Mechanism for High Stability of Liposomal Glucose Oxidase to Inhibitor Hydrogen Peroxide Produced in Prolonged Glucose Oxidation

Glucose oxidase (GO) was encapsulated in the liposomes composed of POPC (1-palmitoyl-2-oleoyl-sn-glycero-3-phosphocholine) to increase the enzyme stability through its decreased inhibition because of hydrogen peroxide (H2O2) produced in the glucose oxidation. The GO-containing liposomes (GOLs) were completely free of the inhibition even in the complete conversion of 10 mM glucose at 25 °C because the H2O2 concentration was kept negligibly low both outside and inside liposomes throughout the reaction. It was interestingly revealed that the H2O2 produced was decomposed not only by a slight amount of catalase originally contained in the commercially available GO but also by the lipid membranes of GOL. As compared to the GOL-catalyzed reaction, the free GO-catalyzed reaction more highly accumulated H2O2 because of the more rapid glucose conversion despite containing free catalase, leading to the completely inhibited GO before reaching a sufficient glucose conversion.

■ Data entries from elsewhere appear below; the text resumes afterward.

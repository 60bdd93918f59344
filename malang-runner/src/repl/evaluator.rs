use std::rc::Rc;

use malang_core::ast::Program;
use malang_interpreter::object::{EvaluationError, Object};

use crate::runner::Session;

pub trait Evaluator {
    type Object;

    fn evaluate(&mut self, program: Program) -> Self::Object;
}

/// Evaluates every line in one session, so bindings and macros carry over.
pub struct InterpreterEvaluator {
    session: Session,
}

impl InterpreterEvaluator {
    pub fn new(session: Session) -> Self {
        Self { session }
    }
}

impl Evaluator for InterpreterEvaluator {
    type Object = Result<Option<Rc<Object>>, EvaluationError>;

    fn evaluate(&mut self, program: Program) -> Self::Object {
        self.session.evaluate(program)
    }
}
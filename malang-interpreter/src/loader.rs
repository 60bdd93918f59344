use std::path::PathBuf;

use malang_core::ast::Program;
use malang_core::parser::{self, ParseError};
use thiserror::Error;

#[derive(Debug, PartialEq, Error)]
pub enum LoadError {
    #[error("{0}")]
    Io(String),
    #[error("{}", join_messages(.0))]
    Parse(Vec<ParseError>),
}

fn join_messages(errors: &[ParseError]) -> String {
    errors
        .iter()
        .map(ToString::to_string)
        .collect::<Vec<_>>()
        .join("; ")
}

/// Supplies the programs named by `use` expressions.
pub trait SourceLoader {
    fn load(&self, path: &str) -> Result<Program, LoadError>;
}

/// Reads sources from disk, resolving relative paths against `root`.
///
/// Every `use` resolves against the same root, including one inside a loaded
/// file: `use "helper.ma"` in `lib/inner.ma` reads `<root>/helper.ma`, not
/// `<root>/lib/helper.ma`.
#[derive(Debug, Clone, Default)]
pub struct FileLoader {
    root: PathBuf,
}

impl FileLoader {
    pub fn new(root: impl Into<PathBuf>) -> Self {
        FileLoader { root: root.into() }
    }
}

impl SourceLoader for FileLoader {
    fn load(&self, path: &str) -> Result<Program, LoadError> {
        let full_path = self.root.join(path);
        let source =
            std::fs::read_to_string(&full_path).map_err(|err| LoadError::Io(err.to_string()))?;
        parser::parse(&source).map_err(LoadError::Parse)
    }
}

#[cfg(test)]
mod tests {
    use super::*;
    use crate::environment::Environment;
    use crate::evaluator::{eval_program, EvalConfig, EvalContext};
    use crate::object::{EvaluationError, Object};
    use pretty_assertions::assert_eq;

    #[test]
    fn test_missing_file() {
        let loader = FileLoader::new(std::env::temp_dir());
        let result = loader.load("malang-loader-test-does-not-exist.ma");

        assert!(matches!(result, Err(LoadError::Io(_))));
    }

    #[test]
    fn test_loads_and_parses() {
        let dir = std::env::temp_dir().join(format!("malang-loader-{}", std::process::id()));
        std::fs::create_dir_all(&dir).unwrap();
        std::fs::write(dir.join("good.ma"), "let answer = 42;").unwrap();
        std::fs::write(dir.join("bad.ma"), "let = 1;").unwrap();

        let loader = FileLoader::new(&dir);
        let program = loader.load("good.ma").unwrap();
        assert_eq!(program.to_string(), "let answer = 42;\n");

        let error = loader.load("bad.ma").unwrap_err();
        assert_eq!(
            error.to_string(),
            "expected next token to be IDENT, got = instead"
        );

        std::fs::remove_dir_all(&dir).unwrap();
    }

    #[test]
    fn test_nested_use_resolves_against_root() {
        let dir = std::env::temp_dir().join(format!("malang-nested-{}", std::process::id()));
        std::fs::create_dir_all(dir.join("lib")).unwrap();
        std::fs::write(dir.join("lib/helper.ma"), "let helper = 1;").unwrap();
        std::fs::write(dir.join("lib/inner.ma"), "use \"lib/helper.ma\"; helper + 1").unwrap();
        std::fs::write(dir.join("lib/relative.ma"), "use \"helper.ma\"").unwrap();

        let context = EvalContext::new(FileLoader::new(&dir), EvalConfig::default());
        let run = |source: &str| {
            eval_program(&parser::parse(source).unwrap(), &Environment::new(), &context)
        };

        assert_eq!(run("use \"lib/inner.ma\""), Ok(Some(Object::integer(2))));
        assert!(matches!(
            run("use \"lib/relative.ma\""),
            Err(EvaluationError::Load { path, source: LoadError::Io(_) }) if path.as_ref() == "helper.ma"
        ));

        std::fs::remove_dir_all(&dir).unwrap();
    }
}
#[cfg(test)]
mod tests {
    use std::collections::HashMap;
    use std::rc::Rc;

    use malang_core::ast::Program;
    use malang_core::parser::parse;
    use pretty_assertions::assert_eq;

    use super::{eval_program, EvalConfig, EvalContext};
    use crate::environment::Environment;
    use crate::loader::{LoadError, SourceLoader};
    use crate::object::{EvaluationError, Object};

    struct MapLoader(HashMap<&'static str, &'static str>);

    impl SourceLoader for MapLoader {
        fn load(&self, path: &str) -> Result<Program, LoadError> {
            let source = self
                .0
                .get(path)
                .ok_or_else(|| LoadError::Io("no such file".to_owned()))?;
            parse(source).map_err(LoadError::Parse)
        }
    }

    fn run_with(input: &str, context: &EvalContext) -> Result<Option<Rc<Object>>, EvaluationError> {
        let program = parse(input).unwrap();
        eval_program(&program, &Environment::new(), context)
    }

    fn test_evaluation(inputs: Vec<(&str, Result<Rc<Object>, EvaluationError>)>) {
        let context = EvalContext::default();
        for (input, output) in inputs {
            let result = run_with(input, &context).map(|value| value.unwrap_or_else(Object::null));

            assert_eq!(result, output, "input: {}", input);
        }
    }

    fn test_errors(inputs: Vec<(&str, &str)>) {
        let context = EvalContext::default();
        for (input, message) in inputs {
            let error = run_with(input, &context).unwrap_err();

            assert_eq!(error.to_string(), message, "input: {}", input);
        }
    }

    #[test]
    fn test_literal() {
        test_evaluation(vec![
            ("5;", Ok(Object::integer(5))),
            ("true;", Ok(Object::boolean(true))),
            ("false;", Ok(Object::boolean(false))),
            ("\"hello\";", Ok(Object::string("hello".to_owned()))),
        ]);
    }

    #[test]
    fn test_integer_expressions() {
        test_evaluation(vec![
            ("--5;", Ok(Object::integer(5))),
            ("-10;", Ok(Object::integer(-10))),
            ("5 + 5 + 5 + 5 - 10", Ok(Object::integer(10))),
            ("2 * 2 * 2 * 2 * 2", Ok(Object::integer(32))),
            ("5 + 2 * 10", Ok(Object::integer(25))),
            ("50 / 2 * 2 + 10", Ok(Object::integer(60))),
            ("7 / 2", Ok(Object::integer(3))),
            ("-7 / 2", Ok(Object::integer(-3))),
            ("(5 + 10 * 2 + 15 / 3) * 2 + -10", Ok(Object::integer(50))),
            ("9223372036854775807 + 1", Ok(Object::integer(i64::MIN))),
        ]);
    }

    #[test]
    fn test_boolean_expressions() {
        test_evaluation(vec![
            ("1 < 2", Ok(Object::boolean(true))),
            ("1 > 2", Ok(Object::boolean(false))),
            ("1 == 1", Ok(Object::boolean(true))),
            ("1 != 1", Ok(Object::boolean(false))),
            ("true == true", Ok(Object::boolean(true))),
            ("true != false", Ok(Object::boolean(true))),
            ("(1 < 2) == true", Ok(Object::boolean(true))),
            ("(1 < 2) == false", Ok(Object::boolean(false))),
            ("1 == true", Ok(Object::boolean(false))),
            ("\"a\" == \"a\"", Ok(Object::boolean(false))),
            ("let s = \"a\"; s == s", Ok(Object::boolean(true))),
            ("true && false", Ok(Object::boolean(false))),
            ("false || true", Ok(Object::boolean(true))),
            ("1 < 2 && 2 < 3", Ok(Object::boolean(true))),
        ]);
    }

    #[test]
    fn test_bang_operator() {
        test_evaluation(vec![
            ("!true", Ok(Object::boolean(false))),
            ("!false", Ok(Object::boolean(true))),
            ("!5", Ok(Object::boolean(false))),
            ("!!true", Ok(Object::boolean(true))),
            ("!!5", Ok(Object::boolean(true))),
            ("!0", Ok(Object::boolean(false))),
            ("![]", Ok(Object::boolean(false))),
        ]);
    }

    #[test]
    fn test_if_else_expressions() {
        test_evaluation(vec![
            ("if (true) { 10 }", Ok(Object::integer(10))),
            ("if (false) { 10 }", Ok(Object::null())),
            ("if (1) { 10 }", Ok(Object::integer(10))),
            ("if (0) { 10 }", Ok(Object::integer(10))),
            ("if (1 < 2) { 10 }", Ok(Object::integer(10))),
            ("if (1 > 2) { 10 } else { 20 }", Ok(Object::integer(20))),
            ("if (1 < 2) { let a = 1; }", Ok(Object::null())),
        ]);
    }

    #[test]
    fn test_return_statements() {
        test_evaluation(vec![
            ("return 10;", Ok(Object::integer(10))),
            ("return 10; 9;", Ok(Object::integer(10))),
            ("return 2 * 5; 9;", Ok(Object::integer(10))),
            ("9; return 2 * 5; 9;", Ok(Object::integer(10))),
            (
                "if (10 > 1) { if (10 > 1) { return 10; } return 1; }",
                Ok(Object::integer(10)),
            ),
        ]);
    }

    #[test]
    fn test_error_handling() {
        test_errors(vec![
            ("5 + true;", "type mismatch: INTEGER + BOOLEAN"),
            ("5 + true; 5;", "type mismatch: INTEGER + BOOLEAN"),
            ("-true", "unknown operator: -BOOLEAN"),
            ("true + false;", "unknown operator: BOOLEAN + BOOLEAN"),
            ("5; true + false; 5", "unknown operator: BOOLEAN + BOOLEAN"),
            (
                "if (10 > 1) { true + false; }",
                "unknown operator: BOOLEAN + BOOLEAN",
            ),
            (
                "if (10 > 1) { if (10 > 1) { return true + false; } return 1; }",
                "unknown operator: BOOLEAN + BOOLEAN",
            ),
            ("foobar", "identifier not found: foobar"),
            ("\"Hello\" - \"World\"", "unknown operator: STRING - STRING"),
            ("1 && true", "type mismatch: INTEGER && BOOLEAN"),
            ("1 || 2", "unknown operator: INTEGER || INTEGER"),
            ("1 / 0", "division by zero"),
            ("5(1)", "not a function: INTEGER"),
            ("[1, foo, bar]", "identifier not found: foo"),
            ("len(1, missing)", "identifier not found: missing"),
        ]);
    }

    #[test]
    fn test_let_statements() {
        test_evaluation(vec![
            ("let a = 5; a;", Ok(Object::integer(5))),
            ("let a = 5 * 5; a;", Ok(Object::integer(25))),
            ("let a = 5; let b = a; b;", Ok(Object::integer(5))),
            (
                "let a = 5; let b = a; let c = a + b + 5; c;",
                Ok(Object::integer(15)),
            ),
        ]);

        let context = EvalContext::default();
        assert_eq!(run_with("let a = 5;", &context), Ok(None));
        assert_eq!(run_with("", &context), Ok(None));
    }

    #[test]
    fn test_function_application() {
        test_evaluation(vec![
            (
                "let identity = fn(x) { x; }; identity(5);",
                Ok(Object::integer(5)),
            ),
            (
                "let identity = fn(x) { return x; }; identity(5);",
                Ok(Object::integer(5)),
            ),
            (
                "let double = fn(x) { x * 2; }; double(5);",
                Ok(Object::integer(10)),
            ),
            (
                "let add = fn(x, y) { x + y; }; add(5 + 5, add(5, 5));",
                Ok(Object::integer(20)),
            ),
            ("fn(x) { x; }(5)", Ok(Object::integer(5))),
            (
                "let factorial = fn(n) { if (n < 2) { 1 } else { factorial(n - 1) * n } }; factorial(5)",
                Ok(Object::integer(120)),
            ),
        ]);
    }

    #[test]
    fn test_function_errors() {
        test_errors(vec![
            (
                "let f = fn(x) { x }; f(1, 2)",
                "wrong number of arguments. got=2, want=1",
            ),
            ("let f = fn(x, y) { x }; f(1)", "wrong number of arguments. got=1, want=2"),
            ("let f = fn() { break; }; for (true) { f() }", "break outside of a loop"),
            ("continue", "continue outside of a loop"),
        ]);
    }

    #[test]
    fn test_closures() {
        test_evaluation(vec![
            (
                "let newAdder = fn(x) { fn(y) { x + y } }; let addTwo = newAdder(2); addTwo(3);",
                Ok(Object::integer(5)),
            ),
            (
                r#"
            let fa = fn() {
                let x = 5;
                let fb = fn() { fn() { x } };
                fb
            };
            let temp = fa();
            let temp_ = temp();
            temp_()"#,
                Ok(Object::integer(5)),
            ),
            (
                r#"
            let fa = fn() {
                let is_even = fn(x) { if (x == 0) { true } else { is_odd(x - 1) } };
                let is_odd = fn(x) { if (x == 0) { false } else { is_even(x - 1) } };
                is_even
            };
            let temp = fa();
            temp(3);"#,
                Ok(Object::boolean(false)),
            ),
            (
                "let x = 1; let f = fn() { x }; let g = fn() { let x = 2; f() }; g()",
                Ok(Object::integer(1)),
            ),
        ]);
    }

    #[test]
    fn test_strings_and_builtins() {
        test_evaluation(vec![
            (
                "\"Hello\" + \" \" + \"World!\"",
                Ok(Object::string("Hello World!".to_owned())),
            ),
            ("len(\"\")", Ok(Object::integer(0))),
            ("len(\"four\")", Ok(Object::integer(4))),
            ("len([1, 2, 3])", Ok(Object::integer(3))),
            ("let len = fn(x) { 42 }; len(\"four\")", Ok(Object::integer(42))),
            ("rest(push([1], 2))", Ok(Object::array(vec![Object::integer(2)]))),
        ]);
        test_errors(vec![
            ("len(1)", "argument to `len` not supported. got INTEGER"),
            ("len(\"one\", \"two\")", "wrong number of arguments. got=2, want=1"),
            ("first(1)", "argument to `first` must be ARRAY, got INTEGER"),
        ]);
    }

    #[test]
    fn test_arrays() {
        test_evaluation(vec![
            (
                "[1, 2 * 2, 3 + 3]",
                Ok(Object::array(vec![
                    Object::integer(1),
                    Object::integer(4),
                    Object::integer(6),
                ])),
            ),
            ("[1, 2, 3][0]", Ok(Object::integer(1))),
            ("[1, 2, 3][1 + 1]", Ok(Object::integer(3))),
            ("let i = 0; [1][i]", Ok(Object::integer(1))),
            ("let myArray = [1, 2, 3]; myArray[2]", Ok(Object::integer(3))),
            ("[1, 2, 3][3]", Ok(Object::null())),
            ("[1, 2, 3][-1]", Ok(Object::null())),
        ]);
        test_errors(vec![
            ("1[0]", "index operator not supported: INTEGER"),
            ("[1][\"a\"]", "index operator not supported: ARRAY"),
        ]);
    }

    #[test]
    fn test_hashes() {
        let context = EvalContext::default();
        let result = run_with(
            r#"let two = "two";
            {"one": 10 - 9, two: 1 + 1, "thr" + "ee": 6 / 2, 4: 4, true: 5, false: 6}"#,
            &context,
        )
        .unwrap()
        .unwrap();
        assert_eq!(
            result.to_string(),
            "{\"one\": 1, \"two\": 2, \"three\": 3, 4: 4, true: 5, false: 6}"
        );

        test_evaluation(vec![
            ("{\"foo\": 5}[\"foo\"]", Ok(Object::integer(5))),
            ("{\"foo\": 5}[\"bar\"]", Ok(Object::null())),
            ("let key = \"foo\"; {\"foo\": 5}[key]", Ok(Object::integer(5))),
            ("{}[\"foo\"]", Ok(Object::null())),
            ("{5: 5}[5]", Ok(Object::integer(5))),
            ("{true: 5}[true]", Ok(Object::integer(5))),
            ("{1: 1, 1: 2}[1]", Ok(Object::integer(2))),
        ]);
        test_errors(vec![
            (
                "{\"name\": \"Monkey\"}[fn(x) { x }];",
                "unusable as hash key: FUNCTION",
            ),
            ("{fn(x) { x }: 1}", "unusable as hash key: FUNCTION"),
        ]);
    }

    #[test]
    fn test_for_loops() {
        test_evaluation(vec![
            (
                "let i = 0; let sum = 0; for (i < 5) { let i = i + 1; let sum = sum + i; }; sum",
                Ok(Object::integer(15)),
            ),
            (
                "let i = 0; for (true) { let i = i + 1; if (i == 3) { break; } }; i",
                Ok(Object::integer(3)),
            ),
            (
                "let i = 0; let odd = 0; for (i < 6) { let i = i + 1; if (i / 2 * 2 == i) { continue; } let odd = odd + 1; }; odd",
                Ok(Object::integer(3)),
            ),
            ("for (false) { 1 }", Ok(Object::null())),
            (
                "let f = fn() { let n = 0; for (true) { let n = n + 1; if (n == 4) { return n; } } }; f()",
                Ok(Object::integer(4)),
            ),
        ]);
    }

    #[test]
    fn test_macro_literal_is_not_callable() {
        test_errors(vec![(
            "let m = macro(x) { x }; m(1)",
            "not a function: MACRO",
        )]);
    }

    #[test]
    fn test_call_depth() {
        let context = EvalContext::new(
            MapLoader(HashMap::new()),
            EvalConfig { max_call_depth: 16 },
        );

        assert_eq!(
            run_with("let f = fn(n) { f(n + 1) }; f(0)", &context),
            Err(EvaluationError::CallDepthExceeded)
        );
        assert_eq!(
            run_with(
                "let f = fn(n) { if (n == 0) { 0 } else { f(n - 1) } }; f(15)",
                &context
            ),
            Ok(Some(Object::integer(0)))
        );
    }

    #[test]
    fn test_call_depth_with_nested_bodies() {
        let max = EvalConfig::default().max_call_depth;
        let function = "let f = fn(n) { if (n == 0) { 0 } else { if (true) { for (true) { return [1 + [f(n - 1)][0]][0]; } } } };";
        let context = EvalContext::default();

        assert_eq!(
            run_with(&format!("{} f({})", function, max - 10), &context),
            Ok(Some(Object::integer((max - 10) as i64)))
        );
        assert_eq!(
            run_with(&format!("{} f({})", function, max), &context),
            Err(EvaluationError::CallDepthExceeded)
        );
        assert_eq!(
            run_with(&format!("{} f(3)", function), &context),
            Ok(Some(Object::integer(3)))
        );
    }

    #[test]
    fn test_use() {
        let context = EvalContext::new(
            MapLoader(HashMap::from([
                ("math.ma", "let double = fn(x) { x * 2 }; 7"),
                ("self.ma", "use \"self.ma\""),
                ("broken.ma", "let = 1;"),
                (
                    "macros.ma",
                    "let twice = macro(e) { quote(unquote(e) + unquote(e)) };",
                ),
            ])),
            EvalConfig { max_call_depth: 32 },
        );

        assert_eq!(
            run_with("use \"math.ma\"; double(4)", &context),
            Ok(Some(Object::integer(8)))
        );
        assert_eq!(
            run_with("use \"math.ma\"", &context),
            Ok(Some(Object::integer(7)))
        );
        assert_eq!(
            run_with("use \"macros.ma\"; use \"math.ma\"", &context),
            Ok(Some(Object::integer(7)))
        );
        assert_eq!(
            run_with("use \"self.ma\"", &context),
            Err(EvaluationError::CallDepthExceeded)
        );
        assert_eq!(
            run_with("use \"missing.ma\"", &context)
                .unwrap_err()
                .to_string(),
            "could not load missing.ma: no such file"
        );
        assert_eq!(
            run_with("use \"broken.ma\"", &context)
                .unwrap_err()
                .to_string(),
            "could not load broken.ma: expected next token to be IDENT, got = instead"
        );
    }
}
pub mod builtins;
pub mod environment;
pub mod evaluator;
pub mod loader;
pub mod macro_expansion;
pub mod object;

This suggested that only the liposomal catalase could continue to catalyze the H2O2 decomposition. The effect of the glucose oxidation rate, i.e., the H2O2 production rate on the liposomal GO inhibition, was also examined employing the various GOLs with different permeabilities to glucose present in their external phase. It was concluded that the liposomal GO free of the inhibition could be obtained when the GOL-catalyzed H2O2 formation rate was limited by such a suitable lipid bilayer as POPC membrane so that the rate was well-balanced with the sum of the above two H2O2 decomposition rates. The highly stable GOL obtained in the present paper was shown to be a useful biocatalyst for the prolonged glucose oxidation.